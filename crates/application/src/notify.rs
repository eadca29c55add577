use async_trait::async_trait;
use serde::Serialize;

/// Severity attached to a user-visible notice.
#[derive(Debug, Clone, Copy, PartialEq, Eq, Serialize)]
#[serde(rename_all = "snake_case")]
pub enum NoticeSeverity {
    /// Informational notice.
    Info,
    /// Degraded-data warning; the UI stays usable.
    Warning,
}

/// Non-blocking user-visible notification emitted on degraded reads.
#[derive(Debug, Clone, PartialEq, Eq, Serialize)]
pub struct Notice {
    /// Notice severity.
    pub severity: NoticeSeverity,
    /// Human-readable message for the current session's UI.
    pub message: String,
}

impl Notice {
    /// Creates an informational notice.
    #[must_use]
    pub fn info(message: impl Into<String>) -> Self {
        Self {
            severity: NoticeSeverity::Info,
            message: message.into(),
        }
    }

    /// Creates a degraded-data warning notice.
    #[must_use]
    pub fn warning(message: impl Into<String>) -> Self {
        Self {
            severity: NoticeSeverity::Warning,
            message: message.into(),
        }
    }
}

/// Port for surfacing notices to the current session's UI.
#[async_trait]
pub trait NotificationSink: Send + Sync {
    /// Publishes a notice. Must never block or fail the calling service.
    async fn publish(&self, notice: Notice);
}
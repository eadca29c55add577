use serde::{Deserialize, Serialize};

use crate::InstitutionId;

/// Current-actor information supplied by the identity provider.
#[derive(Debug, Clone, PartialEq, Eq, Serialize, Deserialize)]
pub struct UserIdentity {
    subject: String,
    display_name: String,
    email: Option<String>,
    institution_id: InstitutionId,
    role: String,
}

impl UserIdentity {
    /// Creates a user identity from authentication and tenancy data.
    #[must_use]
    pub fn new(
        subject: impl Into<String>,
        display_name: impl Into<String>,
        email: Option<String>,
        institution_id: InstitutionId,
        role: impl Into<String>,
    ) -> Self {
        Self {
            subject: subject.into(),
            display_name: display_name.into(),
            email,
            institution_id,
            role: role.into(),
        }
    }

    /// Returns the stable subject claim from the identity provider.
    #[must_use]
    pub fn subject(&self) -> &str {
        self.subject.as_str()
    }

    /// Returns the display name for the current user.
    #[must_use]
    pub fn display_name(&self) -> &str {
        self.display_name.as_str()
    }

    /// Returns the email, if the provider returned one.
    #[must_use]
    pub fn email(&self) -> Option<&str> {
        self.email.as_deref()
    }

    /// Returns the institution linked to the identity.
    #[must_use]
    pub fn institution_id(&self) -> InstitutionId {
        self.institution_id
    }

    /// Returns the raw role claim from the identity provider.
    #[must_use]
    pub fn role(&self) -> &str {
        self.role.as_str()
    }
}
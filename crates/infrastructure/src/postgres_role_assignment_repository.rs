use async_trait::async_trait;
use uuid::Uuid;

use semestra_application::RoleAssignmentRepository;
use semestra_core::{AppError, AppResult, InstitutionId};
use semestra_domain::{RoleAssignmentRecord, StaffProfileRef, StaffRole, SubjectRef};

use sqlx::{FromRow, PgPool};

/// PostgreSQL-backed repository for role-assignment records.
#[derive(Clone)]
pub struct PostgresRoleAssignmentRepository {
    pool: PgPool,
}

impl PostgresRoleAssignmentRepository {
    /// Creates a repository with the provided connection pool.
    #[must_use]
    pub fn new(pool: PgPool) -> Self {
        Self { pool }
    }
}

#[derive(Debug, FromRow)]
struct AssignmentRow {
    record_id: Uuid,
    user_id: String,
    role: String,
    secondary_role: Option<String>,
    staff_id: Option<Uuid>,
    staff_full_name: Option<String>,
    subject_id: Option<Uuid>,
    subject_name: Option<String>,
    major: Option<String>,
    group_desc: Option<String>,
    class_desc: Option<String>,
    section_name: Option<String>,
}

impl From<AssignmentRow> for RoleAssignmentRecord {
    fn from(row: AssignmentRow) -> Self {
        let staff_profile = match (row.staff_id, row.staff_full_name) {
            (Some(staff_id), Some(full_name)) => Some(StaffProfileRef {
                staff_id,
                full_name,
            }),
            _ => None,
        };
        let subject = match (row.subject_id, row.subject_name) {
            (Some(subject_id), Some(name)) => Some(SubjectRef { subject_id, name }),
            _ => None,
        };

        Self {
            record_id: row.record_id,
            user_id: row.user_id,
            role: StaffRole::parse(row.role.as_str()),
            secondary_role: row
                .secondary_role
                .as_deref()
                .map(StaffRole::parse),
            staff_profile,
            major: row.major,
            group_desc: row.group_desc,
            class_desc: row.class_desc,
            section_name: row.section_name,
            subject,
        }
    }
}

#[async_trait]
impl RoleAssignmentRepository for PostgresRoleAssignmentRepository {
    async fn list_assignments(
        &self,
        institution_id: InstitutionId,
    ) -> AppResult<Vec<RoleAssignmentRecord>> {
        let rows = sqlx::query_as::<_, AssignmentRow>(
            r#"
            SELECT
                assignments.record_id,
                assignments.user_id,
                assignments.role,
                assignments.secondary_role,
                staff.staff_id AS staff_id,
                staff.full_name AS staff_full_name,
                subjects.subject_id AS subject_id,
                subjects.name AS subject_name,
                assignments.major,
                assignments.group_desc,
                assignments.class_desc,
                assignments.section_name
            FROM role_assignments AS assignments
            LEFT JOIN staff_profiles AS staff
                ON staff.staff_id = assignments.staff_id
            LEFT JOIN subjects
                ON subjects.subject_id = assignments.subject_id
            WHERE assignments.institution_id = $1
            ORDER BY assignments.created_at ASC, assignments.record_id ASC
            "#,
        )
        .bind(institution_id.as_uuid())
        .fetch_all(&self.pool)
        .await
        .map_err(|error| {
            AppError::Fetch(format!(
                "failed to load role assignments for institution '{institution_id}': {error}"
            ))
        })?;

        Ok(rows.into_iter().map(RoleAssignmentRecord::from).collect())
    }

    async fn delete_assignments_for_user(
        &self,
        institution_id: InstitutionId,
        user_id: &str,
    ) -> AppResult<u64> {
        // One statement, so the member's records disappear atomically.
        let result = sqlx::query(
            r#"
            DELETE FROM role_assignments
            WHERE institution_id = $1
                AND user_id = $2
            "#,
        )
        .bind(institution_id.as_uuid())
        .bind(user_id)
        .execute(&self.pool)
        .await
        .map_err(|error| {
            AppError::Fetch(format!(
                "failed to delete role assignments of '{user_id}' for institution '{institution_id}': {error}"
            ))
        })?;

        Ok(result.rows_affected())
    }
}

================================

Word for word, repeat each entry shown above.

filename crates/application/src/notify.rs
repository eadca29c55add577
use async_trait::async_trait;
use serde::Serialize;

/// Severity attached to a user-visible notice.
#[derive(Debug, Clone, Copy, PartialEq, Eq, Serialize)]
#[serde(rename_all = "snake_case")]
pub enum NoticeSeverity {
    /// Informational notice.
    Info,
    /// Degraded-data warning; the UI stays usable.
    Warning,
}

/// Non-blocking user-visible notification emitted on degraded reads.
#[derive(Debug, Clone, PartialEq, Eq, Serialize)]
pub struct Notice {
    /// Notice severity.
    pub severity: NoticeSeverity,
    /// Human-readable message for the current session's UI.
    pub message: String,
}

impl Notice {
    /// Creates an informational notice.
    #[must_use]
    pub fn info(message: impl Into<String>) -> Self {
        Self {
            severity: NoticeSeverity::Info,
            message: message.into(),
        }
    }

    /// Creates a degraded-data warning notice.
    #[must_use]
    pub fn warning(message: impl Into<String>) -> Self {
        Self {
            severity: NoticeSeverity::Warning,
            message: message.into(),
        }
    }
}

/// Port for surfacing notices to the current session's UI.
#[async_trait]
pub trait NotificationSink: Send + Sync {
    /// Publishes a notice. Must never block or fail the calling service.
    async fn publish(&self, notice: Notice);
}
repository eadca29c55add577
use serde::{Deserialize, Serialize};

use crate::InstitutionId;

/// Current-actor information supplied by the identity provider.
#[derive(Debug, Clone, PartialEq, Eq, Serialize, Deserialize)]
pub struct UserIdentity {
    subject: String,
    display_name: String,
    email: Option<String>,
    institution_id: InstitutionId,
    role: String,
}

impl UserIdentity {
    /// Creates a user identity from authentication and tenancy data.
    #[must_use]
    pub fn new(
        subject: impl Into<String>,
        display_name: impl Into<String>,
        email: Option<String>,
        institution_id: InstitutionId,
        role: impl Into<String>,
    ) -> Self {
        Self {
            subject: subject.into(),
            display_name: display_name.into(),
            email,
            institution_id,
            role: role.into(),
        }
    }

    /// Returns the stable subject claim from the identity provider.
    #[must_use]
    pub fn subject(&self) -> &str {
        self.subject.as_str()
    }

    /// Returns the display name for the current user.
    #[must_use]
    pub fn display_name(&self) -> &str {
        self.display_name.as_str()
    }

    /// Returns the email, if the provider returned one.
    #[must_use]
    pub fn email(&self) -> Option<&str> {
        self.email.as_deref()
    }

    /// Returns the institution linked to the identity.
    #[must_use]
    pub fn institution_id(&self) -> InstitutionId {
        self.institution_id
    }

    /// Returns the raw role claim from the identity provider.
    #[must_use]
    pub fn role(&self) -> &str {
        self.role.as_str()
    }
}
filename crates/infrastructure/src/postgres_role_assignment_repository.rs
use async_trait::async_trait;
use uuid::Uuid;

use semestra_application::RoleAssignmentRepository;
use semestra_core::{AppError, AppResult, InstitutionId};
use semestra_domain::{RoleAssignmentRecord, StaffProfileRef, StaffRole, SubjectRef};

use sqlx::{FromRow, PgPool};

/// PostgreSQL-backed repository for role-assignment records.
#[derive(Clone)]
pub struct PostgresRoleAssignmentRepository {
    pool: PgPool,
}

impl PostgresRoleAssignmentRepository {
    /// Creates a repository with the provided connection pool.
    #[must_use]
    pub fn new(pool: PgPool) -> Self {
        Self { pool }
    }
}

#[derive(Debug, FromRow)]
struct AssignmentRow {
    record_id: Uuid,
    user_id: String,
    role: String,
    secondary_role: Option<String>,
    staff_id: Option<Uuid>,
    staff_full_name: Option<String>,
    subject_id: Option<Uuid>,
    subject_name: Option<String>,
    major: Option<String>,
    group_desc: Option<String>,
    class_desc: Option<String>,
    section_name: Option<String>,
}

impl From<AssignmentRow> for RoleAssignmentRecord {
    fn from(row: AssignmentRow) -> Self {
        let staff_profile = match (row.staff_id, row.staff_full_name) {
            (Some(staff_id), Some(full_name)) => Some(StaffProfileRef {
                staff_id,
                full_name,
            }),
            _ => None,
        };
        let subject = match (row.subject_id, row.subject_name) {
            (Some(subject_id), Some(name)) => Some(SubjectRef { subject_id, name }),
            _ => None,
        };

        Self {
            record_id: row.record_id,
            user_id: row.user_id,
            role: StaffRole::parse(row.role.as_str()),
            secondary_role: row
                .secondary_role
                .as_deref()
                .map(StaffRole::parse),
            staff_profile,
            major: row.major,
            group_desc: row.group_desc,
            class_desc: row.class_desc,
            section_name: row.section_name,
            subject,
        }
    }
}

#[async_trait]
impl RoleAssignmentRepository for PostgresRoleAssignmentRepository {
    async fn list_assignments(
        &self,
        institution_id: InstitutionId,
    ) -> AppResult<Vec<RoleAssignmentRecord>> {
        let rows = sqlx::query_as::<_, AssignmentRow>(
            r#"
            SELECT
                assignments.record_id,
                assignments.user_id,
                assignments.role,
                assignments.secondary_role,
                staff.staff_id AS staff_id,
                staff.full_name AS staff_full_name,
                subjects.subject_id AS subject_id,
                subjects.name AS subject_name,
                assignments.major,
                assignments.group_desc,
                assignments.class_desc,
                assignments.section_name
            FROM role_assignments AS assignments
            LEFT JOIN staff_profiles AS staff
                ON staff.staff_id = assignments.staff_id
            LEFT JOIN subjects
                ON subjects.subject_id = assignments.subject_id
            WHERE assignments.institution_id = $1
            ORDER BY assignments.created_at ASC, assignments.record_id ASC
            "#,
        )
        .bind(institution_id.as_uuid())
        .fetch_all(&self.pool)
        .await
        .map_err(|error| {
            AppError::Fetch(format!(
                "failed to load role assignments for institution '{institution_id}': {error}"
            ))
        })?;

        Ok(rows.into_iter().map(RoleAssignmentRecord::from).collect())
    }

    async fn delete_assignments_for_user(
        &self,
        institution_id: InstitutionId,
        user_id: &str,
    ) -> AppResult<u64> {
        // One statement, so the member's records disappear atomically.
        let result = sqlx::query(
            r#"
            DELETE FROM role_assignments
            WHERE institution_id = $1
                AND user_id = $2
            "#,
        )
        .bind(institution_id.as_uuid())
        .bind(user_id)
        .execute(&self.pool)
        .await
        .map_err(|error| {
            AppError::Fetch(format!(
                "failed to delete role assignments of '{user_id}' for institution '{institution_id}': {error}"
            ))
        })?;

        Ok(result.rows_affected())
    }
}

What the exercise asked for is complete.